- Born: Luiz Fernando Escarião Barreto 27 September 1992 (age 33) São Paulo, Brazil
- Occupations: Singer; songwriter;
- Years active: 2014–present
- Musical career
- Genres: Funk carioca; pop;
- Instrument: Digital audio workstation;
- Labels: Sony Music; ONErpm;

= Escarião =

Brazilian singer (born 1992)

Luiz Fernando Escarião Barreto, known only as Escarião (born 27 September 1992), is a Brazilian singer, internet celebrity and YouTuber.

==Biography and career==

1 Fernando Escarião was born in Brasília, Distrito Federal.
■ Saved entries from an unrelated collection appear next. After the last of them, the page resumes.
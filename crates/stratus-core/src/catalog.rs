//! Location catalog, preferences and exports.
//!
//! These are the CRUD-side operations of the engine. They never call the
//! provider except to geocode a new location, and they never write weather
//! data.

use serde::{Deserialize, Serialize};
use time::OffsetDateTime;
use tracing::{debug, info};

use stratus_store::{
    LocationUpdate, NewLocation, OutcomeQuery, PREF_REFRESH_INTERVAL, PREF_UNITS, SnapshotQuery,
    StoredOutcome, StoredPreference, StoredSnapshot,
};
use stratus_types::{
    ForecastItem, Location, MAX_SYNC_INTERVAL_SECS, MIN_SYNC_INTERVAL_SECS, Units,
    validate_sync_interval,
};

use crate::engine::Engine;
use crate::error::{Error, Result};

/// Largest window accepted by the export operations.
pub const MAX_EXPORT_DAYS: u32 = 365;

/// Number of sync outcomes included in an export bundle.
const EXPORT_OUTCOME_LIMIT: u32 = 20;

/// Partial update of a location's editable metadata.
#[derive(Debug, Clone, Default, PartialEq, Deserialize)]
pub struct LocationPatch {
    /// New display label; must not be blank.
    pub display_name: Option<String>,
    /// New favorite flag.
    pub is_favorite: Option<bool>,
    /// New sync interval in seconds.
    pub sync_interval_secs: Option<i64>,
}

/// Dashboard summary of one location.
#[derive(Debug, Clone, PartialEq, Serialize)]
pub struct LocationOverview {
    pub location: Location,
    pub current: Option<StoredSnapshot>,
    #[serde(with = "time::serde::rfc3339::option")]
    pub last_synced: Option<OffsetDateTime>,
}

/// Everything known about one location, for download.
#[derive(Debug, Clone, PartialEq, Serialize)]
pub struct ExportBundle {
    #[serde(with = "time::serde::rfc3339")]
    pub exported_at: OffsetDateTime,
    pub history_days: u32,
    pub location: Location,
    pub current: Option<StoredSnapshot>,
    pub forecast: Vec<ForecastItem>,
    /// Stored snapshots inside the window, newest first.
    pub history: Vec<StoredSnapshot>,
    #[serde(with = "time::serde::rfc3339::option")]
    pub last_synced: Option<OffsetDateTime>,
    /// Most recent sync outcomes, newest first.
    pub recent_outcomes: Vec<StoredOutcome>,
}

impl Engine {
    /// Geocode `name` and start tracking the first match.
    ///
    /// If the resolved place is already tracked the existing location is
    /// returned unchanged.
    pub async fn add_location(&self, name: &str, country: Option<&str>) -> Result<Location> {
        let name = name.trim();
        if name.is_empty() {
            return Err(Error::invalid("name", "must not be empty"));
        }
        let country = country.map(str::trim).filter(|c| !c.is_empty());

        let settings = self.settings();
        let matches = self
            .guarded(
                "geocode",
                settings.provider_timeout,
                self.inner.provider.geocode(name, country),
            )
            .await?;

        let place = matches.into_iter().next().ok_or_else(|| {
            Error::NotFound(match country {
                Some(country) => format!("no place matches '{name}, {country}'"),
                None => format!("no place matches '{name}'"),
            })
        })?;

        let store = self.inner.store.lock().await;
        if let Some(existing) = store.find_location(&place.name, &place.country)? {
            debug!(
                "Location {}, {} already tracked as {}",
                place.name, place.country, existing.id
            );
            return Ok(existing);
        }

        let location = store.insert_location(&NewLocation {
            name: place.name,
            country: place.country,
            coordinates: place.coordinates,
            display_name: None,
            sync_interval_secs: settings.default_interval_secs,
        })?;
        Ok(location)
    }

    /// All tracked locations, favorites first, then by name.
    pub async fn list_locations(&self) -> Result<Vec<Location>> {
        let store = self.inner.store.lock().await;
        Ok(store.list_locations()?)
    }

    /// A tracked location by id.
    pub async fn get_location(&self, location_id: i64) -> Result<Location> {
        self.require_location(location_id).await
    }

    /// Apply a metadata patch to a location.
    pub async fn update_location(&self, location_id: i64, patch: LocationPatch) -> Result<Location> {
        let display_name = match patch.display_name {
            Some(name) if name.trim().is_empty() => {
                return Err(Error::invalid("display_name", "must not be empty"));
            }
            Some(name) => Some(name.trim().to_string()),
            None => None,
        };
        let sync_interval_secs = patch
            .sync_interval_secs
            .map(validate_sync_interval)
            .transpose()?;

        let update = LocationUpdate {
            display_name,
            is_favorite: patch.is_favorite,
            sync_interval_secs,
        };

        let store = self.inner.store.lock().await;
        if update.is_empty() {
            return store
                .get_location(location_id)?
                .ok_or(Error::LocationNotFound(location_id));
        }
        Ok(store.update_location(location_id, &update)?)
    }

    /// Stop tracking a location and drop all of its data.
    pub async fn delete_location(&self, location_id: i64) -> Result<()> {
        let store = self.inner.store.lock().await;
        if store.delete_location(location_id)? {
            Ok(())
        } else {
            Err(Error::LocationNotFound(location_id))
        }
    }

    /// Latest snapshot and sync time of every tracked location.
    pub async fn overview(&self) -> Result<Vec<LocationOverview>> {
        let units = self.settings().units;
        let store = self.inner.store.lock().await;
        let mut last_synced = store.last_success_by_location()?;

        store
            .list_locations()?
            .into_iter()
            .map(|location| {
                let current = store
                    .latest_snapshot(location.id)?
                    .map(|s| s.into_units(units));
                Ok(LocationOverview {
                    last_synced: last_synced.remove(&location.id),
                    current,
                    location,
                })
            })
            .collect()
    }

    /// All stored preferences ordered by key.
    pub async fn list_preferences(&self) -> Result<Vec<StoredPreference>> {
        let store = self.inner.store.lock().await;
        Ok(store.list_preferences()?)
    }

    /// Validate and store a preference.
    ///
    /// Only `units` and `refresh_interval` are accepted. Callers publish the
    /// resulting settings themselves; the engine picks them up on its next
    /// operation.
    pub async fn set_preference(&self, key: &str, value: &str) -> Result<StoredPreference> {
        let value = value.trim();
        let normalized = match key {
            PREF_UNITS => value.parse::<Units>()?.as_str().to_string(),
            PREF_REFRESH_INTERVAL => match value.parse::<i64>() {
                Ok(secs) => validate_sync_interval(secs)?.to_string(),
                Err(_) => {
                    return Err(Error::invalid(
                        PREF_REFRESH_INTERVAL,
                        format!(
                            "must be an integer between {MIN_SYNC_INTERVAL_SECS} and \
                             {MAX_SYNC_INTERVAL_SECS} seconds"
                        ),
                    ));
                }
            },
            other => {
                return Err(Error::invalid("key", format!("unknown preference '{other}'")));
            }
        };

        let store = self.inner.store.lock().await;
        let stored = store.set_preference(key, &normalized)?;
        info!("Preference {} set to {}", key, normalized);
        Ok(stored)
    }

    /// Bundle a location's cached data and the last `history_days` of snapshots.
    pub async fn export(&self, location_id: i64, history_days: u32) -> Result<ExportBundle> {
        check_export_days(history_days)?;
        let exported_at = OffsetDateTime::now_utc();
        let since = exported_at - time::Duration::days(i64::from(history_days));

        let store = self.inner.store.lock().await;
        let location = store
            .get_location(location_id)?
            .ok_or(Error::LocationNotFound(location_id))?;

        let units = self.settings().units;
        let history = store
            .query_snapshots(&SnapshotQuery::new().location(location_id).since(since))?
            .into_iter()
            .map(|s| s.into_units(units))
            .collect();
        let forecast = store
            .get_forecasts(location_id)?
            .iter()
            .map(|f| f.item_in(units))
            .collect();
        let recent_outcomes = store.query_outcomes(
            &OutcomeQuery::new()
                .location(location_id)
                .limit(EXPORT_OUTCOME_LIMIT),
        )?;
        let last_synced = store.last_success(location_id)?.map(|o| o.completed_at);
        let current = store
            .latest_snapshot(location_id)?
            .map(|s| s.into_units(units));

        Ok(ExportBundle {
            exported_at,
            history_days,
            current,
            location,
            forecast,
            history,
            last_synced,
            recent_outcomes,
        })
    }

    /// The same snapshot window as [`Engine::export`], as CSV text.
    pub async fn export_history_csv(&self, location_id: i64, history_days: u32) -> Result<String> {
        check_export_days(history_days)?;
        let since = OffsetDateTime::now_utc() - time::Duration::days(i64::from(history_days));

        let store = self.inner.store.lock().await;
        if store.get_location(location_id)?.is_none() {
            return Err(Error::LocationNotFound(location_id));
        }

        let mut buf = Vec::new();
        let rows = store.export_snapshots_csv(
            &SnapshotQuery::new().location(location_id).since(since),
            &mut buf,
        )?;
        debug!("Exported {} snapshots for location {}", rows, location_id);

        String::from_utf8(buf).map_err(|e| Error::Storage(format!("CSV export is not UTF-8: {e}")))
    }
}

fn check_export_days(days: u32) -> Result<()> {
    if (1..=MAX_EXPORT_DAYS).contains(&days) {
        Ok(())
    } else {
        Err(Error::invalid(
            "history_days",
            format!("must be between 1 and {MAX_EXPORT_DAYS}"),
        ))
    }
}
He finished high school in Brasilia, began to study Administration, but ended up locking up and going to live in São Paulo to study theater. In 2013, he started on the internet and quickly became a top Brazilian influencers of Vine, so with Maju Tridandade, in 2014 he created a channel on YouTube and began investing in the career as YouTuber, between 2016 and 2017, he started his music career as a singer and composer of pop funk. In 2018 was nominated and won the first edition of the MTV Millennial Awards Brazil in the category "Passinho Viral" for the performance of "Joga Bunda" by Aretuza Lovi in partnership with Pabllo Vittar and Gloria Groove.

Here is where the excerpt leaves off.